## Work required
Answer with a single number stating how many lines of the entries below include the string "Creates".

## Supplied material
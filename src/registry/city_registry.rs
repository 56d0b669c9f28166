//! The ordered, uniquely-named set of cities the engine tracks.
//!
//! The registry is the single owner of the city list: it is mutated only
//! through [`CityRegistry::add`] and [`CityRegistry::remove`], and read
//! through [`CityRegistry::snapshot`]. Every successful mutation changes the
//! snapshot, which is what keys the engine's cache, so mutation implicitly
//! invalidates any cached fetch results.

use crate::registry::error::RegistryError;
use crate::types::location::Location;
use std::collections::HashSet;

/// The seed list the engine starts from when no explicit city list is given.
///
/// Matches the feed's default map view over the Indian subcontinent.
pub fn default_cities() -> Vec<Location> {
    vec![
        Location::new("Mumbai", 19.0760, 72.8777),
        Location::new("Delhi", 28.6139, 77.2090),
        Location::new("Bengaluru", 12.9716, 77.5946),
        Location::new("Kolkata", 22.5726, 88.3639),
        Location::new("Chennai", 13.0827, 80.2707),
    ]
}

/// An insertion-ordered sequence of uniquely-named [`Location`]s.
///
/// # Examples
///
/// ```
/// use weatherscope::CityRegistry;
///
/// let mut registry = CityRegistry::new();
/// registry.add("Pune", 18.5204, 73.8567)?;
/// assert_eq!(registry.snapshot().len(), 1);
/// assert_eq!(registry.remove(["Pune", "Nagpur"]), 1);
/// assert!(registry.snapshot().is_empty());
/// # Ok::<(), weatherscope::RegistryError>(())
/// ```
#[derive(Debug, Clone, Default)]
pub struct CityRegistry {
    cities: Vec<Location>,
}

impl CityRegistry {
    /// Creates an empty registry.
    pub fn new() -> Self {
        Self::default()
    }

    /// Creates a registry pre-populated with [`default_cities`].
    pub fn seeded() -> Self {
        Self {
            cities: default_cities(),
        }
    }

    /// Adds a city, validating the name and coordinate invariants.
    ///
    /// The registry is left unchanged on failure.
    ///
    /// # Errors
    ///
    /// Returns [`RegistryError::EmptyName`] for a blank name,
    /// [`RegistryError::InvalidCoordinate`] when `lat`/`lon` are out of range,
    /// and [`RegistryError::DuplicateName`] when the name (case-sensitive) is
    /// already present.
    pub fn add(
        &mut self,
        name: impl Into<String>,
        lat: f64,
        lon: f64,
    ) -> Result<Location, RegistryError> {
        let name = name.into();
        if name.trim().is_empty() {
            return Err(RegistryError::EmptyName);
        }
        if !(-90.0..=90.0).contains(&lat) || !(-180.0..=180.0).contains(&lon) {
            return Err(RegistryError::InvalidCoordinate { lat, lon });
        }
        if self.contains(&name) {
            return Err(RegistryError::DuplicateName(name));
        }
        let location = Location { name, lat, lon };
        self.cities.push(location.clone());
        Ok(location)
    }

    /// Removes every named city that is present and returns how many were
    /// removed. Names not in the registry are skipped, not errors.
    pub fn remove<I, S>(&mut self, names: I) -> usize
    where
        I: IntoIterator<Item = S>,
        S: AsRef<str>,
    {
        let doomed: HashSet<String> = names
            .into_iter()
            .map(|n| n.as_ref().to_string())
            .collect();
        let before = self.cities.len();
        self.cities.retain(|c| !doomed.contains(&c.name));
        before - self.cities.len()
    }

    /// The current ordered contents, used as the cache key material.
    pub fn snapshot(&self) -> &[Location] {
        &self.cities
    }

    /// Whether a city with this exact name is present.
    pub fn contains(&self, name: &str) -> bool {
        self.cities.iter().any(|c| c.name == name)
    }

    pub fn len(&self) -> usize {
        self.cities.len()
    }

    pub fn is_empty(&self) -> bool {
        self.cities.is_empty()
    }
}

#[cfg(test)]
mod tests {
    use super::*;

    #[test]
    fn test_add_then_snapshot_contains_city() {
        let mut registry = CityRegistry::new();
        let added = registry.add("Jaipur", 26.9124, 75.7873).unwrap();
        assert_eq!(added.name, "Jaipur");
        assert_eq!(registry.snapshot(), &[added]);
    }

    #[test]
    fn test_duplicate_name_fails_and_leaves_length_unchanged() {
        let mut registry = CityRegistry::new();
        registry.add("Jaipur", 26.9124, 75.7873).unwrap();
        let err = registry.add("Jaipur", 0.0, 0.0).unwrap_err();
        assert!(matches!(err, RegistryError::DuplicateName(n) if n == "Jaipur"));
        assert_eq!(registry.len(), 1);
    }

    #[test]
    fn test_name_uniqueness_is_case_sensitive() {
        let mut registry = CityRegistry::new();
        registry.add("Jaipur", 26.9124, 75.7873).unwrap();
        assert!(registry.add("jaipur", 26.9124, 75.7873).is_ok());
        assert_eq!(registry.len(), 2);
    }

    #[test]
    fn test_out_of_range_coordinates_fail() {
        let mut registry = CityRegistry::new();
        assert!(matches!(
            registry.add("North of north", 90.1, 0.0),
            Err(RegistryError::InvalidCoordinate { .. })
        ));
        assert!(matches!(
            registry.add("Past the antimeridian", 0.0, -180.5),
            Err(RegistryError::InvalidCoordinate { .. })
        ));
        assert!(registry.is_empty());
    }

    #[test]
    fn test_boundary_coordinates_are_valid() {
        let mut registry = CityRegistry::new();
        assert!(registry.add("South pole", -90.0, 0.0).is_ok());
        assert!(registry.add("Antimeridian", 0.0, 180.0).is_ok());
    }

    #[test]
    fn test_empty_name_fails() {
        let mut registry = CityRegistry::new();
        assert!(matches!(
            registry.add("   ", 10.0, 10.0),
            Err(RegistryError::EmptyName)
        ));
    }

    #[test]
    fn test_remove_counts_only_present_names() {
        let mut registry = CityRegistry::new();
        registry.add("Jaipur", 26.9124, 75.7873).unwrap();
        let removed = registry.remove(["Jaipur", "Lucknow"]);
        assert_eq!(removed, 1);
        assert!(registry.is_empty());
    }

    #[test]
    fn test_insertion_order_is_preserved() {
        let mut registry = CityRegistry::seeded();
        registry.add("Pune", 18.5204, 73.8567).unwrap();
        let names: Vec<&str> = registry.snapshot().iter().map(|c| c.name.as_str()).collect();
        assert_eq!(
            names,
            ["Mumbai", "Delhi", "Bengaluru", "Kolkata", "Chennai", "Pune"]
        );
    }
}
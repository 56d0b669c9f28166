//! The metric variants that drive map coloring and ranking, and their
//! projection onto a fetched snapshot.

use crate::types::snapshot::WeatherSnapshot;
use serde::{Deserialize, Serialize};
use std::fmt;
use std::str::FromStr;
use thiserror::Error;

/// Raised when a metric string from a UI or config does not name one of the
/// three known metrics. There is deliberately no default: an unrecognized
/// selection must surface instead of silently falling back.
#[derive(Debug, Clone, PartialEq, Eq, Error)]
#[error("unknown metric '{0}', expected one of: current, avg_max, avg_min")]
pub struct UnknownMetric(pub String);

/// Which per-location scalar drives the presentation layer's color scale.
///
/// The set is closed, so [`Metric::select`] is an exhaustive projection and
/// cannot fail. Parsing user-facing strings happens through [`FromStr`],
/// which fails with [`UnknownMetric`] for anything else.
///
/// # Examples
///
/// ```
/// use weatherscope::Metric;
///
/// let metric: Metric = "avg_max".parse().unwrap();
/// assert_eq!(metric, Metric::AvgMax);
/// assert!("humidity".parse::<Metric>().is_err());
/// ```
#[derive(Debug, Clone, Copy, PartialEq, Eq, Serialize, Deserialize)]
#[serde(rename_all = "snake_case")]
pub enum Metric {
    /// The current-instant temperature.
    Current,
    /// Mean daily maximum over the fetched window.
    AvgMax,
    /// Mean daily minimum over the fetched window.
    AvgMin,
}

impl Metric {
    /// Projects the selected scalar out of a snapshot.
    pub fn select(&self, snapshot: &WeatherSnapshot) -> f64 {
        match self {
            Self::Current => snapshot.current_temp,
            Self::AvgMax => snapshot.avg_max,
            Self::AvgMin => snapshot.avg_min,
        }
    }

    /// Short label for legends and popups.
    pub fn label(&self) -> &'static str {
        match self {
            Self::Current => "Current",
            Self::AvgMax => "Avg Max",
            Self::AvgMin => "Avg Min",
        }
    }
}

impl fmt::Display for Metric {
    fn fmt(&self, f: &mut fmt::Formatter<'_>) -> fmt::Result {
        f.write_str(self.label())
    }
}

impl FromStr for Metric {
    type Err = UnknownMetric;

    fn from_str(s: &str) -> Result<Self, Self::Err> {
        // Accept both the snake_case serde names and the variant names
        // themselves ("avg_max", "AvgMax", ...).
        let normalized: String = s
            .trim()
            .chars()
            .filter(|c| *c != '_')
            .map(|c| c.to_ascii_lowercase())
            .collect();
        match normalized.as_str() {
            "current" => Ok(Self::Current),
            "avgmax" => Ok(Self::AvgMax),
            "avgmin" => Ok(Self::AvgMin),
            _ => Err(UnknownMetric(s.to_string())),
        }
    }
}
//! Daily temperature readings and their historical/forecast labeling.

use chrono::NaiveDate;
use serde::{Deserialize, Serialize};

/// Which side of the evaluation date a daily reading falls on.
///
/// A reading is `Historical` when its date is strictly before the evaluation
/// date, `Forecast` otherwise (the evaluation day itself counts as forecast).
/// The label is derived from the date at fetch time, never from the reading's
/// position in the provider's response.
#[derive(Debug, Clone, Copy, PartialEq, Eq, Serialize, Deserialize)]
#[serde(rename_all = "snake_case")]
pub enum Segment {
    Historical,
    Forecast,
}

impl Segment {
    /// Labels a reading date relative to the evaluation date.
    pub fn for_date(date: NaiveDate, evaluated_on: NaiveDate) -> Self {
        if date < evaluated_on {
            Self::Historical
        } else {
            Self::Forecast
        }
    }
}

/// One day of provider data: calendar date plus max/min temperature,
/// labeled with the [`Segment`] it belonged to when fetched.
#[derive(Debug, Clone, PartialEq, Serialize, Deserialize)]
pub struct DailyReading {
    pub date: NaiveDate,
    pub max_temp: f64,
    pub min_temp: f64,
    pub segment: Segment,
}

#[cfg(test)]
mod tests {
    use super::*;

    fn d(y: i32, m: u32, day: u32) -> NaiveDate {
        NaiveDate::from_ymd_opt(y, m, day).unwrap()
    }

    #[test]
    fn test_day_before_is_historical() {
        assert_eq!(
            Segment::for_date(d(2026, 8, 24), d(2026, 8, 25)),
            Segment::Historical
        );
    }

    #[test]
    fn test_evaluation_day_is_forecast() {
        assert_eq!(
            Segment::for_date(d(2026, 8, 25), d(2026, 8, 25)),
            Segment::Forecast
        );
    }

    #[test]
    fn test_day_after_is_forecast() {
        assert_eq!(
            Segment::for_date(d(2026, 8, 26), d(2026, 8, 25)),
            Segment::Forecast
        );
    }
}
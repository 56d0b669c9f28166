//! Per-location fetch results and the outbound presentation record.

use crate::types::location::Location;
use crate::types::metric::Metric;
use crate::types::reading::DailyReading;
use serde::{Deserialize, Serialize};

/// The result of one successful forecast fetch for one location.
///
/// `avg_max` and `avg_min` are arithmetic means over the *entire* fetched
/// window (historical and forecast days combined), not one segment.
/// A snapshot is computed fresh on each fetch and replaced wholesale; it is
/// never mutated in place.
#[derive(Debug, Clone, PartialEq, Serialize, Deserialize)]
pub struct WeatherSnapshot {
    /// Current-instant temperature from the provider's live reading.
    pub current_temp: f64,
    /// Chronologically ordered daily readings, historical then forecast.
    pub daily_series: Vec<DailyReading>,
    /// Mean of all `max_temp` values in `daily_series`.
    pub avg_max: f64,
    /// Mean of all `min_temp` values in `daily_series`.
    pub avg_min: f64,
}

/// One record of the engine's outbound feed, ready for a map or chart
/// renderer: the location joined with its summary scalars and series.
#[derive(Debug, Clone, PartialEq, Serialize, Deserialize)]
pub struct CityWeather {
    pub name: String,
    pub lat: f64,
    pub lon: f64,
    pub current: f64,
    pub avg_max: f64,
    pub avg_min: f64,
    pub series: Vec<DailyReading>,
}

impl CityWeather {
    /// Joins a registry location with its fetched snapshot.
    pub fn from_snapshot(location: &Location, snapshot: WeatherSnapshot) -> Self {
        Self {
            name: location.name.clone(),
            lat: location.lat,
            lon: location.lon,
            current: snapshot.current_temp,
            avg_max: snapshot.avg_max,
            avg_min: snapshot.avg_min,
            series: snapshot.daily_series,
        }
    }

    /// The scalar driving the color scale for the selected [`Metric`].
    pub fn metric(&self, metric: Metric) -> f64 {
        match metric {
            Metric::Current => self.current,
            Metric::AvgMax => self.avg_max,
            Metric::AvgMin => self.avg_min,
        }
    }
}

## Completed exercise
2